Do you feel it wielder?
Did you sense the change?
Something is in the veins of history.
A new entity has entered the paths.
-[REDACTED]
21-3
Those That Stray (II)
The gathered doublethinkers shifted uncomfortably. With two sentences, they stood unbalanced. “You have… chosen to aid us?”
“Yes,” Avo said. “Will annoy the Hungers. Break the city apart. End this farce for good.” He scanned their faces once more and peeked into their inner worlds again. They were still holding to the deception. “Will know if you’re lying to me. Close enough to escape that you can’t cage me. Something tells me you’re not lying either.”
“We’re not.”
He grunted. “Then tell me what you want. In goals. Things to happen. Acts to achieve. No process. No complaining. No history. How does this realm work? Why can’t I get any thaums or ghosts here? How do I break the Hungers?”
The child that initially manifested was the first to speak. “We remain partially tethered to the material. Jaus, in his deception–”
“I remain partially tethered to my patience,” Avo spat. “Not history. Not old grievance. Don’t care what Jaus did to you. Is done. Is history. And not mine. Only want to know what needs to happen to what? What works with what? I don’t care who. I don’t care why. I want cause and effect. I want mechanical solutions.”

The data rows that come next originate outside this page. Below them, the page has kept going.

use std::sync::Arc;
use std::time::Duration;

use tokio::sync::Mutex;
use tracing::debug;

use super::{CheckpointStore, ErrorEntry, MigrationProgress};
use crate::clock::Clock;
use crate::error::CheckpointError;
use crate::uploader::QuotaWindow;

/// Poll interval when every slot in the window is held by an in-flight upload
/// and the ledger itself has nothing to expire.
const IN_FLIGHT_POLL: Duration = Duration::from_millis(250);

#[derive(Debug, Clone, Copy, PartialEq, Eq)]
pub enum SlotDecision {
    Granted,
    Wait(Duration),
}

struct State {
    progress: MigrationProgress,
    in_flight: usize,
}

/// Single writer over `MigrationProgress`. Every mutation is written through to
/// the store before the lock is released, so saves are serialized no matter how
/// many records are in flight.
pub struct ProgressHandle {
    state: Mutex<State>,
    store: Arc<dyn CheckpointStore>,
    ledger_window: Option<(QuotaWindow, Arc<dyn Clock>)>,
}

impl ProgressHandle {
    pub fn new(progress: MigrationProgress, store: Arc<dyn CheckpointStore>) -> Self {
        Self {
            state: Mutex::new(State {
                progress,
                in_flight: 0,
            }),
            store,
            ledger_window: None,
        }
    }

    pub async fn open(store: Arc<dyn CheckpointStore>) -> Result<Self, CheckpointError> {
        let progress = store.load().await?;
        debug!(
            processed = progress.processed_records.len(),
            ledger = progress.upload_timestamps.len(),
            errors = progress.errors.len(),
            "checkpoint loaded"
        );
        Ok(Self::new(progress, store))
    }

    /// Keep the ledger trimmed to the trailing `quota` window: expired entries are
    /// dropped from the loaded state now and again before every save.
    pub fn with_ledger_window(mut self, quota: QuotaWindow, clock: Arc<dyn Clock>) -> Self {
        let now = clock.now_millis();
        quota.prune(&mut self.state.get_mut().progress.upload_timestamps, now);
        self.ledger_window = Some((quota, clock));
        self
    }

    async fn persist(&self, state: &mut State) -> Result<(), CheckpointError> {
        if let Some((quota, clock)) = &self.ledger_window {
            quota.prune(&mut state.progress.upload_timestamps, clock.now_millis());
        }
        self.store.save(&state.progress).await
    }

    pub async fn snapshot(&self) -> MigrationProgress {
        self.state.lock().await.progress.clone()
    }

    /// Reserve one upload against the rolling quota. Expired ledger entries are
    /// pruned first; in-flight reservations count as used so concurrent workers
    /// cannot jointly overshoot the budget.
    pub async fn try_reserve_slot(&self, quota: &QuotaWindow, now: i64) -> SlotDecision {
        let mut state = self.state.lock().await;
        quota.prune(&mut state.progress.upload_timestamps, now);
        let used = state.progress.upload_timestamps.len() + state.in_flight;
        if used < quota.budget {
            state.in_flight += 1;
            return SlotDecision::Granted;
        }
        let wait = quota
            .wait_until_free(&state.progress.upload_timestamps, now)
            .unwrap_or(IN_FLIGHT_POLL);
        SlotDecision::Wait(wait)
    }

    /// Give back a reservation whose upload did not succeed.
    pub async fn release_slot(&self) {
        let mut state = self.state.lock().await;
        state.in_flight = state.in_flight.saturating_sub(1);
    }

    /// Convert a reservation into a ledger entry and persist it.
    pub async fn commit_upload(&self, now: i64) -> Result<(), CheckpointError> {
        let mut state = self.state.lock().await;
        state.in_flight = state.in_flight.saturating_sub(1);
        state.progress.upload_timestamps.push(now);
        self.persist(&mut state).await
    }

    /// Raise the run total; never lowers it.
    pub async fn raise_total(&self, total: usize) -> Result<usize, CheckpointError> {
        let mut state = self.state.lock().await;
        if total > state.progress.total_records {
            state.progress.total_records = total;
            self.persist(&mut state).await?;
        }
        Ok(state.progress.total_records)
    }

    /// Mark roles finished and append any terminal failures in a single write.
    pub async fn commit_record(
        &self,
        record_id: &str,
        roles: &[String],
        failures: Vec<ErrorEntry>,
    ) -> Result<(), CheckpointError> {
        let mut state = self.state.lock().await;
        for role in roles {
            state.progress.processed_records.mark(record_id, role);
        }
        state.progress.errors.extend(failures);
        self.persist(&mut state).await
    }

    /// Drop records from the processed set so the next run picks them up again.
    pub async fn requeue(&self, record_ids: &[String]) -> Result<usize, CheckpointError> {
        let mut state = self.state.lock().await;
        let removed = record_ids
            .iter()
            .filter(|id| state.progress.processed_records.remove(id))
            .count();
        if removed > 0 {
            self.persist(&mut state).await?;
        }
        Ok(removed)
    }
}

#[cfg(test)]
mod tests {
    use super::*;
    use crate::checkpoint::MemoryStore;
    use crate::clock::TokioClock;

    fn quota(budget: usize) -> QuotaWindow {
        QuotaWindow::new(budget, Duration::from_secs(60))
    }

    #[tokio::test]
    async fn reservations_count_against_budget() {
        let store = Arc::new(MemoryStore::new());
        let handle = ProgressHandle::new(MigrationProgress::default(), store.clone());
        let q = quota(2);

        assert_eq!(handle.try_reserve_slot(&q, 1_000).await, SlotDecision::Granted);
        assert_eq!(handle.try_reserve_slot(&q, 1_000).await, SlotDecision::Granted);
        assert_eq!(
            handle.try_reserve_slot(&q, 1_000).await,
            SlotDecision::Wait(IN_FLIGHT_POLL)
        );

        handle.release_slot().await;
        assert_eq!(handle.try_reserve_slot(&q, 1_000).await, SlotDecision::Granted);
    }

    #[tokio::test]
    async fn full_ledger_waits_for_oldest_entry() {
        let store = Arc::new(MemoryStore::new());
        let handle = ProgressHandle::new(MigrationProgress::default(), store.clone());
        let q = quota(2);

        for now in [1_000, 5_000] {
            assert_eq!(handle.try_reserve_slot(&q, now).await, SlotDecision::Granted);
            handle.commit_upload(now).await.unwrap();
        }
        assert_eq!(store.save_count(), 2);
        assert_eq!(
            handle.try_reserve_slot(&q, 11_000).await,
            SlotDecision::Wait(Duration::from_millis(50_000))
        );
        assert_eq!(handle.try_reserve_slot(&q, 61_000).await, SlotDecision::Granted);
        assert_eq!(handle.snapshot().await.upload_timestamps, vec![5_000]);
    }

    #[tokio::test(start_paused = true)]
    async fn stale_ledger_entries_are_dropped_on_load_and_save() {
        let mut seeded = MigrationProgress::default();
        seeded.upload_timestamps = vec![10_000, 95_000];
        let store = Arc::new(MemoryStore::with_progress(seeded));
        let clock = Arc::new(TokioClock::starting_at(100_000));
        let handle = ProgressHandle::open(store.clone())
            .await
            .unwrap()
            .with_ledger_window(quota(2), clock);
        assert_eq!(handle.snapshot().await.upload_timestamps, vec![95_000]);

        tokio::time::advance(Duration::from_secs(60)).await;
        handle
            .commit_record("rec1", &["Logo".into()], Vec::new())
            .await
            .unwrap();
        assert!(store.snapshot().unwrap().upload_timestamps.is_empty());
    }

    #[tokio::test]
    async fn total_only_grows() {
        let store = Arc::new(MemoryStore::new());
        let handle = ProgressHandle::new(MigrationProgress::default(), store.clone());
        assert_eq!(handle.raise_total(5).await.unwrap(), 5);
        assert_eq!(handle.raise_total(3).await.unwrap(), 5);
        assert_eq!(store.save_count(), 1);
    }

    #[tokio::test]
    async fn commit_record_writes_roles_and_errors_once() {
        let store = Arc::new(MemoryStore::new());
        let handle = ProgressHandle::new(MigrationProgress::default(), store.clone());
        let failure = ErrorEntry {
            record_id: "rec1".into(),
            title: Some("One".into()),
            role: Some("Photo".into()),
            kind: Default::default(),
            error: "bad image".into(),
            hosted_url: None,
            timestamp: 9,
        };
        handle
            .commit_record("rec1", &["Logo".into(), "Photo".into()], vec![failure])
            .await
            .unwrap();
        assert_eq!(store.save_count(), 1);
        let saved = store.snapshot().unwrap();
        assert!(saved.processed_records.is_done("rec1", "Photo"));
        assert_eq!(saved.errors.len(), 1);

        assert_eq!(handle.requeue(&["rec1".into(), "rec9".into()]).await.unwrap(), 1);
        assert!(!store.snapshot().unwrap().processed_records.contains_record("rec1"));
    }
}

The girl closed her mouth and just blinked. “I… see.”
No. She really didn’t.
“This is a partially finished suprareality,” another of the chorus spoke. Some bald woman veined with white tattoos, the paleness of ink sticking out on the dark of her skin. “It is not an override like a Heaven is. Not an infestation twisting the patterns of the world. We are above the structures of existence. We channel the settings that are into new structures. Stable structures. Nothing clashes here because the fundamental laws have entwined mind and matter. Memories can be channeled and utilized by any citizen. That’s why you’re not getting the components of our minds or deaths. We are this reality.”
Ah. So all the phenomena he fought earlier were people. Good to know. “Can’t kill you. Not unless break this existence.” He paused. “Is that what will happen if I unmake the pillars inside the ziggurats.”
“No!”
“You must not!”
“Please!”
The cries of terror came as a chorus.
An old warrior mastered himself first. “Many will suffer if you do that. Our minds and egos will spill over into each other. But all will be restored with a cycling. The world will be reloaded, though we will suffer great harm.”
“But not destroyed,” Avo finished. “Only tortured.”
Even that had its appeal.
“The only way to unroot us from this world safety is to undo the mechanism keeping us fused in place and extracting the lodestones at the intersection of each cycle.”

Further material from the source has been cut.